Media, Democracy, and Education

The Media Ethics Initiative Presents:

Are New Media Technologies Good for Education and Democracy?

Pappas2

Dr. Gregory F. Pappas

Professor of Philosophy, Texas A & M University

October 26 – 12:30-2PM – CMA 5.136

We live in a digital-electronic age and the internet is becoming more the central medium of information and communication. Dr. Gregory Pappas, a philosopher in the pragmatist tradition, explores the following questions and provide some answers in this research talk. Are the new media technologies good for education or the improvement of learning? Do they help us solve the crisis of education today? How do they foreground certain concepts of the “good” or “bad” when employed in education?   What do these new media technologies mean for a deep sense of democracy, or the view inherent in some strains of American thought that seeks to improve citizen participation and empowerment?
Dr.
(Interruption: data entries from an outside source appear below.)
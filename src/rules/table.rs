//! Required-press lookup table.

use serde::{Deserialize, Serialize};

use crate::core::Color;

/// Press counts that may appear in the table.
pub const PRESS_COUNTS: [u8; 4] = [3, 4, 5, 6];

/// How often each press count appears.
pub const COPIES_PER_COUNT: usize = 16;

/// 8×8 table of required presses, indexed by (down colour, up colour).
#[derive(Clone, Debug, PartialEq, Eq, Serialize, Deserialize)]
pub struct PressTable {
    rows: [[u8; Color::COUNT]; Color::COUNT],
}

impl PressTable {
    /// Build the table from 64 values in column-major order:
    /// `table[i][j] = values[8 * j + i]`.
    ///
    /// # Panics
    ///
    /// Panics if any value is outside [`PRESS_COUNTS`]. Such a table can only
    /// come from a broken generator.
    #[must_use]
    pub fn from_column_major(values: &[u8; Color::COUNT * Color::COUNT]) -> Self {
        assert!(
            values.iter().all(|v| PRESS_COUNTS.contains(v)),
            "press table value outside 3..=6"
        );

        let mut rows = [[0u8; Color::COUNT]; Color::COUNT];
        for (i, row) in rows.iter_mut().enumerate() {
            for (j, cell) in row.iter_mut().enumerate() {
                *cell = values[Color::COUNT * j + i];
            }
        }
        Self { rows }
    }

    /// Presses required for an arrow pair.
    #[must_use]
    pub fn required(&self, down: Color, up: Color) -> u8 {
        self.rows[down.index()][up.index()]
    }

    /// Raw rows, indexed `[down][up]`.
    #[must_use]
    pub fn rows(&self) -> &[[u8; Color::COUNT]; Color::COUNT] {
        &self.rows
    }

    /// Occurrences of `value` across all cells.
    #[must_use]
    pub fn count_of(&self, value: u8) -> usize {
        self.rows.iter().flatten().filter(|&&v| v == value).count()
    }
}

impl std::fmt::Display for PressTable {
    fn fmt(&self, f: &mut std::fmt::Formatter<'_>) -> std::fmt::Result {
        for row in &self.rows {
            for cell in row {
                write!(f, "{}", cell)?;
            }
            writeln!(f)?;
        }
        Ok(())
    }
}

#[cfg(test)]
mod tests {
    use super::*;

    fn sorted_values() -> [u8; 64] {
        let mut values = [0u8; 64];
        for (k, v) in values.iter_mut().enumerate() {
            *v = PRESS_COUNTS[k / COPIES_PER_COUNT];
        }
        values
    }

    #[test]
    fn test_column_major_layout() {
        let values = sorted_values();
        let table = PressTable::from_column_major(&values);

        // Column j holds values[8j..8j+8]
        assert_eq!(table.required(Color::Black, Color::Black), 3);
        assert_eq!(table.required(Color::White, Color::Red), 3);
        assert_eq!(table.required(Color::Black, Color::Green), 4);
        assert_eq!(table.required(Color::Red, Color::White), 6);
    }

    #[test]
    fn test_counts() {
        let table = PressTable::from_column_major(&sorted_values());
        for v in PRESS_COUNTS {
            assert_eq!(table.count_of(v), COPIES_PER_COUNT);
        }
        assert_eq!(table.count_of(7), 0);
    }

    #[test]
    #[should_panic(expected = "press table value outside 3..=6")]
    fn test_rejects_out_of_range() {
        let mut values = sorted_values();
        values[10] = 7;
        let _ = PressTable::from_column_major(&values);
    }

    #[test]
    fn test_display() {
        let table = PressTable::from_column_major(&sorted_values());
        let text = table.to_string();
        assert_eq!(text.lines().count(), 8);
        assert_eq!(text.lines().next(), Some("33445566"));
    }
}
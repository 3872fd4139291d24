//! Per-instance identifiers for log tagging.
//!
//! Every module instance takes the next value of a process-wide counter.
//! The id has no gameplay meaning; it only tells log lines of different
//! instances apart.

use std::sync::atomic::{AtomicU32, Ordering};

use serde::{Deserialize, Serialize};

static NEXT_MODULE_ID: AtomicU32 = AtomicU32::new(1);

/// Identifier of one puzzle instance.
#[derive(Clone, Copy, Debug, PartialEq, Eq, Hash, PartialOrd, Ord, Serialize, Deserialize)]
pub struct ModuleId(pub u32);

impl ModuleId {
    /// Allocate the next process-wide id.
    #[must_use]
    pub fn next() -> Self {
        Self(NEXT_MODULE_ID.fetch_add(1, Ordering::Relaxed))
    }

    /// Get the raw ID value.
    #[must_use]
    pub const fn raw(self) -> u32 {
        self.0
    }
}

impl std::fmt::Display for ModuleId {
    fn fmt(&self, f: &mut std::fmt::Formatter<'_>) -> std::fmt::Result {
        write!(f, "#{}", self.0)
    }
}

#[cfg(test)]
mod tests {
    use super::*;

    #[test]
    fn test_ids_increase() {
        let a = ModuleId::next();
        let b = ModuleId::next();
        assert!(b > a);
    }

    #[test]
    fn test_display() {
        assert_eq!(format!("{}", ModuleId(12)), "#12");
    }
}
Gregory Fernando Pappas is a Distinguished Fellow for the Latino Research Initiative at The University of Texas at Austin and Professor of Philosophy at Texas A & M University. Dr. Pappas works within the American Pragmatist and Latin American traditions in ethics and social-political philosophy. He is the author of the books Pragmatism in the Americas and John Dewey’s Ethics: Democracy as Experience; he is also the editor-in-chief of The Inter-American Journal of Philosophy and the Vice President of the Society for the Advancement of American Philosophy.  His current research project, “An Inter-American Approach to the Problems of Injustice,” develops a theoretical framework for approaching problems of injustice in Latino communities, drawing on the insights of philosophers (e.g., Luis Villoro, Gloria Anzaldua, Jane Addams, John Dewey) concerned with local injustices in different regions of the Americas.  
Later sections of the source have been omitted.